Net revenue churn tells me how well expansion cushions the blow. Gross revenue churn shows the raw leak. I track both, because one can look healthy while the other tells a harder truth.
How Baremetrics makes the math easier
From current public information, Baremetrics gives me a quick way to watch churn without living in spreadsheets. It tracks MRR movement, customer churn, and revenue churn in one place. Its subscription analytics also tie churn to upgrades, downgrades, failed payments, and reactivations.
What I like most is the context. If MRR dips, I compare periods and see whether one big loss or many small cancellations caused it. Baremetrics also offers cohort analysis, so I can group users by signup date and see which cohorts stay longest. That helps when a new onboarding flow improves one group but not another.

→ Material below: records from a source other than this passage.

use std::io::{Read, Write};

use tracing::debug;
use xferprims_copy::{copy_buffered, DEFAULT_BUFFER_SIZE};
use xferprims_frame::read_header;

use crate::error::Result;

/// Receive one transfer from `conn` into `sink`.
///
/// Reads the 8-byte header, then copies exactly the declared number of
/// bytes. Anything the peer sends after that is left unread. On failure
/// the sink keeps whatever was already written.
pub fn receive<R, W>(conn: &mut R, sink: &mut W) -> Result<u64>
where
    R: Read + ?Sized,
    W: Write + ?Sized,
{
    let header = read_header(conn)?;
    debug!(size = header.length, "transfer header received");

    let mut buf = vec![0u8; header.length.clamp(1, DEFAULT_BUFFER_SIZE as u64) as usize];
    let received = copy_buffered(sink, conn, header.length, &mut buf)?;
    debug!(bytes = received, "transfer payload received");
    Ok(received)
}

The platform also surfaces cancellation insights and customer profiles. So, when churn rises, I don’t have to guess. I can inspect who left, what plan they had, and whether a failed card caused the loss. Baremetrics also offers Recover, which focuses on dunning and can reduce involuntary churn.
This is the simple review loop I use:
- Connect billing data and view churn monthly.
- Check customer churn, gross revenue churn, and net revenue churn side by side.
- Review cohorts and cancellation reasons for the same period.
- Watch failed payments, because accidental churn can look like true churn.
Baremetrics also sends regular reports, including daily, weekly, and monthly summaries. That helps me catch changes before they harden into a trend. After the numbers point to a problem, I often read Baremetrics’ guide on ways to reduce SaaS churn rate for practical next steps.
Monthly vs annual churn, and the traps that skew it
I track churn monthly first, because monthly data gives me faster signals. If churn jumps in May, I can inspect pricing, onboarding, support, or billing right away. Annual churn matters too, especially when contracts renew once a year. Still, I don’t treat annual churn as monthly churn times 12. The better view is compounded, and the story can change a lot over a year.
For example, a 5% monthly customer churn rate does not mean 60% annual churn. A rough compounded view is 1 minus 0.95 to the 12th power, which is far worse than many teams expect. That’s why monthly churn can feel small while the yearly loss feels brutal.
The biggest mistakes are simple:
- Using ending customers instead of starting customers in the denominator
- Comparing customer churn to revenue churn as if they mean the same thing
- Hiding downgrades inside net revenue churn and never checking gross churn
- Counting failed payments as normal cancellations
- Ignoring contract length when looking at annual plans
I never compare a customer count metric to a revenue metric. They answer different questions.
When I need a reality check on retention patterns, I find KISSmetrics useful for diagnosing churn and retention problems. The lesson stays the same, the number matters, but the reason behind the number matters more.
The bottom line on saas churn rate
Churn is the leak that tells me whether growth is real or rented. Once I separate customer churn from revenue churn, and gross from net, the picture gets much clearer. Baremetrics helps me watch those numbers in one place, then trace them back to cohorts, cancellations, and failed payments. If I were starting today, I’d track monthly churn first, because small leaks are easiest to fix before they become a flood.